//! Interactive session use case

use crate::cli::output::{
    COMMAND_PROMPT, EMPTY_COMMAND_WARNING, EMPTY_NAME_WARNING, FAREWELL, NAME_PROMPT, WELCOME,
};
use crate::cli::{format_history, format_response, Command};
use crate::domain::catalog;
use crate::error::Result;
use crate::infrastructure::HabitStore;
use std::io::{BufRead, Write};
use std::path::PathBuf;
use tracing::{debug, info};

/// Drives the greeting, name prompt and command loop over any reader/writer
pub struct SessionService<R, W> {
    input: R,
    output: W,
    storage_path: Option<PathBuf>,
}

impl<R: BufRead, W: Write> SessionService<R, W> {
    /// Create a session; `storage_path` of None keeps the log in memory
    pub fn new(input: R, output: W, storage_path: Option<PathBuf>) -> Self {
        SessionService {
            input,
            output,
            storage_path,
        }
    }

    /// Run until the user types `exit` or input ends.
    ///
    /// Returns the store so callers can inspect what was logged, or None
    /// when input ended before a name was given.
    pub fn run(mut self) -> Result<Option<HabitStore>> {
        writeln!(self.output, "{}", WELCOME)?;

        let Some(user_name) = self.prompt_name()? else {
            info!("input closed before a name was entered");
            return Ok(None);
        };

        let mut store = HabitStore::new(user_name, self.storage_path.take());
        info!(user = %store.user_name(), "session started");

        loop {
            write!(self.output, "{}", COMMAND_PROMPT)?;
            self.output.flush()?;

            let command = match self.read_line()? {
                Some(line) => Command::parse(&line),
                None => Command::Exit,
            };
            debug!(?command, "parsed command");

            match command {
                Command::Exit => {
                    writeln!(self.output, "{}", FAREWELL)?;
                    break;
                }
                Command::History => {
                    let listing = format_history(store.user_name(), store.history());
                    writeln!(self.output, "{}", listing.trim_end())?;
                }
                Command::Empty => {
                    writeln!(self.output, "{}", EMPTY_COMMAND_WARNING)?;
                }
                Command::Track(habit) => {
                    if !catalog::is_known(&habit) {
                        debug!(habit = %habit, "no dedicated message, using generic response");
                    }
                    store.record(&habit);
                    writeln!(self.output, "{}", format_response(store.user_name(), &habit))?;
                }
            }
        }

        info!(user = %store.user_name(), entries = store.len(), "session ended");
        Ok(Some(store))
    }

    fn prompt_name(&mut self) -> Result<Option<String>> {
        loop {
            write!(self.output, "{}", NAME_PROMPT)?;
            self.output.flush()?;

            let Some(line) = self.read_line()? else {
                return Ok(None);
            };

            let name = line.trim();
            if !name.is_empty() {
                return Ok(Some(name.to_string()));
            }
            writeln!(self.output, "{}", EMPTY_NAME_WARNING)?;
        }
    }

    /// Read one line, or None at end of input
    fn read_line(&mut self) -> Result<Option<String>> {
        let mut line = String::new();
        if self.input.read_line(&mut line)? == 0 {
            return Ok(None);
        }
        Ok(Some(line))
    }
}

════════

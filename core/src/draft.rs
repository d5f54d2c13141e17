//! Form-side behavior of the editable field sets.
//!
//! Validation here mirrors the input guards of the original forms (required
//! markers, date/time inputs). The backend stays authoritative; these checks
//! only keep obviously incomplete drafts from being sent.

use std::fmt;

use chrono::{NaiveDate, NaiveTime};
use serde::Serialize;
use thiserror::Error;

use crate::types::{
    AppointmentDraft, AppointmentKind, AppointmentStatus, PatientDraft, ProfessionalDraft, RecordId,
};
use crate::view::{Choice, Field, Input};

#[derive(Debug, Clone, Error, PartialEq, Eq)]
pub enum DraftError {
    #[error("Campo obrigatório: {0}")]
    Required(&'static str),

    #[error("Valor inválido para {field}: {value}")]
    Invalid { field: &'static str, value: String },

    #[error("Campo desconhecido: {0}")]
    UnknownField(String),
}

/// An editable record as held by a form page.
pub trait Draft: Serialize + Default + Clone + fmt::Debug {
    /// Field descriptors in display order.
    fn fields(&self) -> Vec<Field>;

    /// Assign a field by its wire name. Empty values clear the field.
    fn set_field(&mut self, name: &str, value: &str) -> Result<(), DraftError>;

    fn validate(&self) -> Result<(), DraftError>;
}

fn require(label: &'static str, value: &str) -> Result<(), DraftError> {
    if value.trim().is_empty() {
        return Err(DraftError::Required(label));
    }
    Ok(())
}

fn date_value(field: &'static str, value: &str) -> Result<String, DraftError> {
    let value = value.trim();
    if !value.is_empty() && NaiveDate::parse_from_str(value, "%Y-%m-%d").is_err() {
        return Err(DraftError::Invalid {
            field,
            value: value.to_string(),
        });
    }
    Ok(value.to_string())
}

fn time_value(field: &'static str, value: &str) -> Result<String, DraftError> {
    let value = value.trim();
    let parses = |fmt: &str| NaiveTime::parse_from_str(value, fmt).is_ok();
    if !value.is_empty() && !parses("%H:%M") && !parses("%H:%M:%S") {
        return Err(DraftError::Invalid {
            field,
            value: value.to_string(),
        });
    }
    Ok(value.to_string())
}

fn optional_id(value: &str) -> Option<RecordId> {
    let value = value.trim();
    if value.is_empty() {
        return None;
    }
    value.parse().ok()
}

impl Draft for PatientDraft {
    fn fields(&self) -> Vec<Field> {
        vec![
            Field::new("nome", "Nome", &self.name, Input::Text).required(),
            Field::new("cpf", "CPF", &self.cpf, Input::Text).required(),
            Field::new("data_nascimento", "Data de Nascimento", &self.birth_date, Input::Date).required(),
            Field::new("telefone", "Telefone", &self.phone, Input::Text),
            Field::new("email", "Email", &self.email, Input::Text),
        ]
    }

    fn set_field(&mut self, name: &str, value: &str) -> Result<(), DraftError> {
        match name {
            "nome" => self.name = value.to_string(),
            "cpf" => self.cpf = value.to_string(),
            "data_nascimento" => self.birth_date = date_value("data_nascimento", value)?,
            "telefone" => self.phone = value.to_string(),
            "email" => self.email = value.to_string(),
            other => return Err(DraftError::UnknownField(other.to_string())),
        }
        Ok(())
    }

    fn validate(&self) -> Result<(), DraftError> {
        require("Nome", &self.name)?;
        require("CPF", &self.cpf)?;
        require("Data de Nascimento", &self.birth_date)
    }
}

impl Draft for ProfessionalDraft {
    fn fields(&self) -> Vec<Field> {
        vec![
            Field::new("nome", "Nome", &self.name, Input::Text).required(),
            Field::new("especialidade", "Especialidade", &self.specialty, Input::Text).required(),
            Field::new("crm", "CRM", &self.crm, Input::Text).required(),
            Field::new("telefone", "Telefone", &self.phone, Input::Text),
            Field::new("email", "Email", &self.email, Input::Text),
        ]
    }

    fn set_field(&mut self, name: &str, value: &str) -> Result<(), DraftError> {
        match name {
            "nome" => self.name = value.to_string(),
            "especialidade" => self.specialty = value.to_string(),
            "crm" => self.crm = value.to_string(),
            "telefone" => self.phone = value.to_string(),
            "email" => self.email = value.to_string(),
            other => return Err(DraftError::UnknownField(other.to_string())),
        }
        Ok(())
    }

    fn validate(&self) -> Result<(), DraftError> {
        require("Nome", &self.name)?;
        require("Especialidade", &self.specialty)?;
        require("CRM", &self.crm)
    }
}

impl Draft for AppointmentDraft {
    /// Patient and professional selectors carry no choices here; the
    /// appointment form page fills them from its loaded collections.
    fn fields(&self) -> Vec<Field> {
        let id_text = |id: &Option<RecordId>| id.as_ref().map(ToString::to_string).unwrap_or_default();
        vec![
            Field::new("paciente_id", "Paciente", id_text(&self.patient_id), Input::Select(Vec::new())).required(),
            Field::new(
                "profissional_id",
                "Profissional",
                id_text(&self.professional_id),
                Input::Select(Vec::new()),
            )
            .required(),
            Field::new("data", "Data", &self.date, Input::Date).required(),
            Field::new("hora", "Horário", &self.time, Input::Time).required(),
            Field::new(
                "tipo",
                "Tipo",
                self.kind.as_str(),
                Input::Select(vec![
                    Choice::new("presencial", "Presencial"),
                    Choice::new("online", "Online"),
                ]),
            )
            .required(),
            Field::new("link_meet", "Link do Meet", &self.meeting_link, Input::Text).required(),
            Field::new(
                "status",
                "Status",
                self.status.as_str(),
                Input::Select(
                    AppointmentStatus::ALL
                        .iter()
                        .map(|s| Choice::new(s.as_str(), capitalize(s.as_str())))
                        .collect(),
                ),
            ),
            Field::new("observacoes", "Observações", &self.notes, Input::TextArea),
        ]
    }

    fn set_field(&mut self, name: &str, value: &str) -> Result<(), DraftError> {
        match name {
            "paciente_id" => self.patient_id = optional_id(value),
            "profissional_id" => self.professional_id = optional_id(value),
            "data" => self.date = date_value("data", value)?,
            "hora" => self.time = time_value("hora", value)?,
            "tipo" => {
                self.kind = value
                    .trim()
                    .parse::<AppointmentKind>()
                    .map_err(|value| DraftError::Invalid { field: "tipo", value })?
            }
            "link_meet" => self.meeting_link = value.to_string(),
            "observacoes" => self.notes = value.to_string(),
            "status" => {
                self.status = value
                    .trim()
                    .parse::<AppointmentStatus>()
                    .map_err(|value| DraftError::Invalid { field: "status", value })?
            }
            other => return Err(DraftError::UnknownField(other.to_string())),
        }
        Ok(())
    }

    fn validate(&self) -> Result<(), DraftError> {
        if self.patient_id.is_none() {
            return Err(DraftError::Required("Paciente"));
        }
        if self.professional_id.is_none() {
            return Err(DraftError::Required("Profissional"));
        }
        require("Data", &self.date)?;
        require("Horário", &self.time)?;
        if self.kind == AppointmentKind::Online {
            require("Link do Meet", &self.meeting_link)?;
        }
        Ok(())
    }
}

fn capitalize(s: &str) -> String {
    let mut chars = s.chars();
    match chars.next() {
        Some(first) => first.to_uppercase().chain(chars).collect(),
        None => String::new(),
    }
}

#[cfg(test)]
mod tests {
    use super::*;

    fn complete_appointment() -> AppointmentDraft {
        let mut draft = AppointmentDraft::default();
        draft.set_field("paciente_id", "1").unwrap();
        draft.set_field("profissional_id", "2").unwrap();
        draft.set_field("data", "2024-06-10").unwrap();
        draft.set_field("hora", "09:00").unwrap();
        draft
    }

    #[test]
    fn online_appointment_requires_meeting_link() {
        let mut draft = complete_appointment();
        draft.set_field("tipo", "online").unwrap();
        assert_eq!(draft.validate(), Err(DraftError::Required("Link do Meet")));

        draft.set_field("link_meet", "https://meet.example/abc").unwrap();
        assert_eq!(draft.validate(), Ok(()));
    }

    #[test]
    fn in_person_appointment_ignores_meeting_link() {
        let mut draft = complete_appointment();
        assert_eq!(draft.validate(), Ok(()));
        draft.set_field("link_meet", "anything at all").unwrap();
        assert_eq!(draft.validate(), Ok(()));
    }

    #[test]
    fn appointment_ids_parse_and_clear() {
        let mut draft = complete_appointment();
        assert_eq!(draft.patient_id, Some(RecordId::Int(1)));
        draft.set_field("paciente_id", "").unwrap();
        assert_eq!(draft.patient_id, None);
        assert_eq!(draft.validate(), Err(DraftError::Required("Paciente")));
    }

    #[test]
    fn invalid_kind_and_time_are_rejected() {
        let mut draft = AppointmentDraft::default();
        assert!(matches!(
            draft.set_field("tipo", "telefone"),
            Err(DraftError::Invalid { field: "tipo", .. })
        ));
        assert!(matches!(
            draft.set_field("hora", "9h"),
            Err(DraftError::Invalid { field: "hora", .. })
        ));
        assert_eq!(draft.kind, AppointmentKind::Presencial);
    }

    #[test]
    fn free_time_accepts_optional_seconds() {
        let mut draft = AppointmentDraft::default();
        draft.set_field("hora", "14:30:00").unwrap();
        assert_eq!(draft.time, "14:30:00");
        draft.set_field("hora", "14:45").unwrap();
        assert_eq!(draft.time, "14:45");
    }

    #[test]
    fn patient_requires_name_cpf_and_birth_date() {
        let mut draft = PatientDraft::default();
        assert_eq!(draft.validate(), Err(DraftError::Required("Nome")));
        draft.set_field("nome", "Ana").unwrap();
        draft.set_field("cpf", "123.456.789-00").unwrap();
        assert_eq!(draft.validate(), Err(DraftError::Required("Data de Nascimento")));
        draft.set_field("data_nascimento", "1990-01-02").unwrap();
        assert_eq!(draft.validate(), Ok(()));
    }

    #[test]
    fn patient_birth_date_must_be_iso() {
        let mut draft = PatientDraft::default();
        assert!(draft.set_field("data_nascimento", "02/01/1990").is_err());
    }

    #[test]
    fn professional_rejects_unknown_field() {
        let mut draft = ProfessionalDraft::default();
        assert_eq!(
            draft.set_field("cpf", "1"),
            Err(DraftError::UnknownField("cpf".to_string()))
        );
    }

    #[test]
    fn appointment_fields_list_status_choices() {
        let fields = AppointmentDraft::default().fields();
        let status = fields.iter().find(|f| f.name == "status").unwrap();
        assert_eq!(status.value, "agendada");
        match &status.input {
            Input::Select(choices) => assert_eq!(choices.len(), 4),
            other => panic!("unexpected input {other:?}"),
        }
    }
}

════════

THE PROBLEM
Reproduce exactly, and with no other material, the lines between those holding "session use case" and "use crate::domain::catalog;", inclusive.

RESULT OF THE EXERCISE
//! Interactive session use case

use crate::cli::output::{
    COMMAND_PROMPT, EMPTY_COMMAND_WARNING, EMPTY_NAME_WARNING, FAREWELL, NAME_PROMPT, WELCOME,
};
use crate::cli::{format_history, format_response, Command};
use crate::domain::catalog;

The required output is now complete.